Infocyte's malware and threat hunting expertise can now be purchased as a subscription service. Subscribers will additionally receive a monthly report and scoring to indicate an organization's relative risk and security posture states.

ThreatQuotient ThreatQ Investigations

ThreatQ Investigations accelerates security operations through threat understanding, collaborative analysis and coordinated response. The product allows for real-time visualization of an investigation as it unfolds within a shared environment, enabling teams to better anticipate threats.

ThreatQ Investigations provides a single visual representation of the complete situation, including what actions were taken, by whom and when. The product also gives individuals the freedom to test theories prior to sharing them with the entire group.

Those in technical roles performing analysis as well as the decision-makers relying on the outcomes, will benefit from ThreatQ Investigations. Incident handlers, malware researchers, SOC analysts and investigation leads will all gain more control, be able to take the right steps at the right time, and accelerate overall security operations.

Easy Solutions Digital Threat Protection

The Easy Solutions Digital Threat Protection suite now offers intelligence-based context on the victim and insight into compromised credentials.
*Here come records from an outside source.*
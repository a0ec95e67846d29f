//! Key block extraction.
//!
//! Parses key blocks out of a [`ConfigSource`]:
//! ```text
//! [KEY_NAME]
//! \field=value
//! \
//! ```
//!
//! Parsing is a line-at-a-time state machine ([`BlockParser`]) so that it can
//! be driven without touching the filesystem.

use std::sync::LazyLock;

use regex::Regex;

use crate::naming::{CompiledKeyPattern, NamingRules};
use crate::source::{ConfigSource, Dialect};
use crate::Result;

/// Line that closes a key block.
pub const TERMINATOR: &str = "\\";

/// A key and the raw lines of its block, header and terminator included.
#[derive(Debug, Clone, PartialEq, Eq)]
pub struct KeyBlock {
    /// The key name, without brackets.
    pub key: String,
    /// Raw block lines in source order.
    pub lines: Vec<String>,
    /// True when the header is directly followed by the terminator.
    pub is_empty: bool,
}

/// Regex for key-start lines. Names exclude whitespace and brackets.
static KEY_START_REGEX: LazyLock<Regex> =
    LazyLock::new(|| Regex::new(r"^\[([^\[\]\s]+)\]\s*$").expect("Invalid key start regex"));

/// Returns the key name when `line` opens a key block.
pub fn key_start(line: &str) -> Option<&str> {
    KEY_START_REGEX
        .captures(line)
        .and_then(|caps| caps.get(1))
        .map(|m| m.as_str())
}

/// Returns true when `line` is a bare continuation marker.
pub fn is_terminator(line: &str) -> bool {
    line.trim_end() == TERMINATOR
}

/// Dialect-specific settings needed to extract blocks.
#[derive(Debug, Clone, PartialEq, Eq)]
pub struct ExtractRules {
    pub naming: NamingRules,
    /// Line prefixes marking comments. Comments never count as block content.
    pub comment_prefixes: Vec<String>,
}

impl Default for ExtractRules {
    fn default() -> Self {
        Self {
            naming: NamingRules::default(),
            comment_prefixes: vec!["#".to_string()],
        }
    }
}

impl ExtractRules {
    fn is_content(&self, line: &str) -> bool {
        let trimmed = line.trim();
        !trimmed.is_empty()
            && !is_terminator(trimmed)
            && !self
                .comment_prefixes
                .iter()
                .any(|p| !p.is_empty() && trimmed.starts_with(p.as_str()))
    }
}

/// A block being accumulated.
#[derive(Debug, Clone, PartialEq, Eq)]
pub struct OpenBlock {
    key: String,
    lines: Vec<String>,
    has_content: bool,
}

/// Parser position relative to key blocks.
#[derive(Debug, Clone, PartialEq, Eq, Default)]
pub enum ParserState {
    #[default]
    OutsideKey,
    InKeyBlock(OpenBlock),
}

/// Incremental key-block parser.
///
/// Feed lines one at a time with [`BlockParser::feed`]; each completed block is
/// returned as soon as it closes. Call [`BlockParser::finish`] at end of input to
/// flush a block left open.
#[derive(Debug)]
pub struct BlockParser<'r> {
    state: ParserState,
    rules: &'r ExtractRules,
}

impl<'r> BlockParser<'r> {
    pub fn new(rules: &'r ExtractRules) -> Self {
        Self {
            state: ParserState::OutsideKey,
            rules,
        }
    }

    pub fn state(&self) -> &ParserState {
        &self.state
    }

    /// Consume one line. Returns a block if this line completed one.
    pub fn feed(&mut self, line: &str) -> Option<KeyBlock> {
        if let Some(key) = key_start(line) {
            let opened = OpenBlock {
                key: key.to_string(),
                lines: vec![line.to_string()],
                has_content: false,
            };
            // A new header implicitly closes an unterminated block
            return match std::mem::replace(&mut self.state, ParserState::InKeyBlock(opened)) {
                ParserState::InKeyBlock(previous) => Some(close(previous, false)),
                ParserState::OutsideKey => None,
            };
        }

        let has_content = self.rules.is_content(line);
        let ParserState::InKeyBlock(open) = &mut self.state else {
            tracing::trace!("Ignoring line outside key block: {:?}", line);
            return None;
        };

        open.lines.push(line.to_string());
        if !is_terminator(line) {
            open.has_content |= has_content;
            return None;
        }

        match std::mem::take(&mut self.state) {
            ParserState::InKeyBlock(open) => Some(close(open, true)),
            ParserState::OutsideKey => None,
        }
    }

    /// Flush the block left open at end of input, if any.
    pub fn finish(self) -> Option<KeyBlock> {
        match self.state {
            ParserState::InKeyBlock(open) => Some(close(open, false)),
            ParserState::OutsideKey => None,
        }
    }
}

/// Every closed block ends with the terminator, written or not.
fn close(mut open: OpenBlock, terminated: bool) -> KeyBlock {
    if !terminated {
        open.lines.push(TERMINATOR.to_string());
    }
    KeyBlock {
        key: open.key,
        lines: open.lines,
        is_empty: terminated && !open.has_content,
    }
}

/// Parse every key block of a key-block dialect text.
pub fn parse_key_blocks<S: AsRef<str>>(lines: &[S], rules: &ExtractRules) -> Vec<KeyBlock> {
    let mut parser = BlockParser::new(rules);
    let mut blocks: Vec<KeyBlock> = lines
        .iter()
        .filter_map(|line| parser.feed(line.as_ref()))
        .collect();
    blocks.extend(parser.finish());
    blocks
}

/// Extract the key blocks of a source, according to its dialect.
///
/// A compiled source whose name does not follow the naming convention yields
/// no blocks; this is reported as a warning, never as an error.
pub fn extract_blocks(source: &ConfigSource, rules: &ExtractRules) -> Result<Vec<KeyBlock>> {
    let blocks = match source.dialect() {
        Dialect::KeyBlock => parse_key_blocks(source.lines(), rules),
        Dialect::Compiled => {
            let pattern = CompiledKeyPattern::new(&rules.naming)?;
            match pattern.derive(&source.file_name()) {
                Some(key) => vec![compiled_block(key, source.lines(), rules)],
                None => {
                    tracing::warn!(
                        "No key derivable from {:?}: name does not match the compiled naming pattern",
                        source.origin()
                    );
                    Vec::new()
                }
            }
        }
    };

    tracing::debug!(
        "Extracted {} key block(s) from {:?} ({})",
        blocks.len(),
        source.origin(),
        source.dialect()
    );
    Ok(blocks)
}

/// Wrap compiled content into a block for `key`.
///
/// Content that already opens with the `[key]` header is taken as-is.
fn compiled_block(key: String, content: &[String], rules: &ExtractRules) -> KeyBlock {
    let first = content.iter().find(|l| !l.trim().is_empty());
    if first.and_then(|l| key_start(l)) == Some(key.as_str()) {
        let mut blocks = parse_key_blocks(content, rules);
        if let Some(pos) = blocks.iter().position(|b| b.key == key) {
            return blocks.swap_remove(pos);
        }
    }

    let has_content = content.iter().any(|l| rules.is_content(l));
    let mut lines = Vec::with_capacity(content.len() + 2);
    lines.push(format!("[{key}]"));
    lines.extend(content.iter().filter(|l| !is_terminator(l)).cloned());
    lines.push(TERMINATOR.to_string());

    KeyBlock {
        key,
        lines,
        is_empty: !has_content,
    }
}
//! Check command implementation

use std::path::{Path, PathBuf};

use colored::Colorize;
use keycheck_core::report::{write_details, write_report};
use keycheck_core::{
    BackupManager, CheckEngine, ComparisonRecord, FileCheck, FileStatus, KeyStatus,
    KeycheckConfig,
};

use crate::error::{CliError, Result};

/// Options of one `keycheck` invocation
#[derive(Debug, Clone, PartialEq, Eq)]
pub struct CheckOptions {
    pub path: PathBuf,
    pub write: bool,
    pub backup: bool,
    pub config: Option<PathBuf>,
    pub output: Option<PathBuf>,
    pub jobs: Option<usize>,
}

/// Run a check from `cwd`
pub fn run_check(cwd: &Path, options: &CheckOptions) -> Result<()> {
    let path = cwd.join(&options.path);
    if !path.exists() {
        return Err(CliError::user(format!(
            "{} does not exist",
            options.path.display()
        )));
    }

    let mut config = KeycheckConfig::resolve(options.config.as_deref(), cwd)?;
    if let Some(jobs) = options.jobs {
        config.run.jobs = jobs;
    }
    let output_dir = options
        .output
        .as_ref()
        .map_or_else(|| cwd.to_path_buf(), |o| cwd.join(o));

    // Collaborators are located before the input is touched
    let engine = CheckEngine::from_config(config)?;

    if options.backup {
        let backup = BackupManager::new(&output_dir).create(&path)?;
        println!(
            "{} {} file(s) to {}",
            "Backed up".dimmed(),
            backup.metadata.files.len(),
            backup.path.display()
        );
    }

    if path.is_file() {
        check_single(&engine, &path, &output_dir, options.write)
    } else {
        check_directory(&engine, &path, &output_dir, options.write)
    }
}

fn check_single(engine: &CheckEngine, path: &Path, output_dir: &Path, write: bool) -> Result<()> {
    let check = engine.check_file(path)?;
    let name = path.display().to_string();

    if check.keys() == 0 {
        println!("{}: {}", name, "0 keys found".yellow());
        return Ok(());
    }

    let details = if write {
        let details = engine.config().details_path(output_dir);
        write_details(&details, check.report.records())?;
        Some(details)
    } else {
        None
    };

    match check.status() {
        FileStatus::Unchanged => {
            println!("{}: {}", name, "file matches".green().bold());
        }
        FileStatus::Updated => {
            // The listing is printed inline; --write also keeps it on disk
            let location = details
                .as_ref()
                .map_or_else(|| "below".to_string(), |d| d.display().to_string());
            println!(
                "{}: {} {}",
                name,
                "file differs, see report".yellow().bold(),
                location
            );
            print_changed_keys(&check);
        }
    }

    if let Some(details) = &details {
        println!("{} {}", "Details written to".dimmed(), details.display());
    }
    Ok(())
}

fn print_changed_keys(check: &FileCheck) {
    for record in changed(check.report.records()) {
        println!();
        println!("{} {}", status_label(record.status), record.key.bold());
        if let Some(detail) = &record.detail {
            for line in detail.lines() {
                println!("  {line}");
            }
        }
    }
}

fn check_directory(
    engine: &CheckEngine,
    root: &Path,
    output_dir: &Path,
    write: bool,
) -> Result<()> {
    let run = engine.check_dir(root)?;
    let rows = run.report.finalize();

    let report_path = engine.config().report_path(output_dir);
    write_report(&report_path, &rows)?;

    if write {
        write_details(&engine.config().details_path(output_dir), run.report.records())?;
    }

    let summaries = run.report.file_summaries();
    let changed_files = summaries
        .iter()
        .filter(|s| s.status() == FileStatus::Updated)
        .count();

    println!(
        "{} {} file(s), {} key(s)",
        "Checked".bold(),
        run.sources.len(),
        run.report.len()
    );
    println!(
        "  {} unchanged, {} updated, {} error(s)",
        run.report.count_status(KeyStatus::Unchanged).to_string().green(),
        run.report.count_status(KeyStatus::Updated).to_string().yellow(),
        run.report.count_status(KeyStatus::Error).to_string().red()
    );
    for summary in summaries.iter().filter(|s| s.status() == FileStatus::Updated) {
        println!(
            "  {} {}/{} ({} of {} key(s))",
            "~".yellow(),
            summary.path,
            summary.file,
            summary.updated + summary.errors,
            summary.keys()
        );
    }
    if changed_files == 0 {
        println!("{}", "All files match".green().bold());
    }
    println!("{} {}", "Report written to".dimmed(), report_path.display());
    Ok(())
}

fn changed(records: &[ComparisonRecord]) -> impl Iterator<Item = &ComparisonRecord> {
    records.iter().filter(|r| r.status != KeyStatus::Unchanged)
}

fn status_label(status: KeyStatus) -> colored::ColoredString {
    match status {
        KeyStatus::Unchanged => status.as_str().green(),
        KeyStatus::Updated => status.as_str().yellow(),
        KeyStatus::Error => status.as_str().red(),
    }
}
This makes it possible for financial institutions to have more visibility of the internet threats targeting their organizations, arming them with actionable data that will strengthen their plan of action for each subsequent attack.

The new victim insight feature means that organizations can determine the number of end users who visited the dangerous site, clicked on the malicious URL, and disclosed personal information and credentials.

The detect monitoring service, meanwhile, combines machine-learning algorithms with the power of computer vision to disrupt and deter attacks. Features include rogue mobile application protection; extensive coverage; and built-in client data sources integration.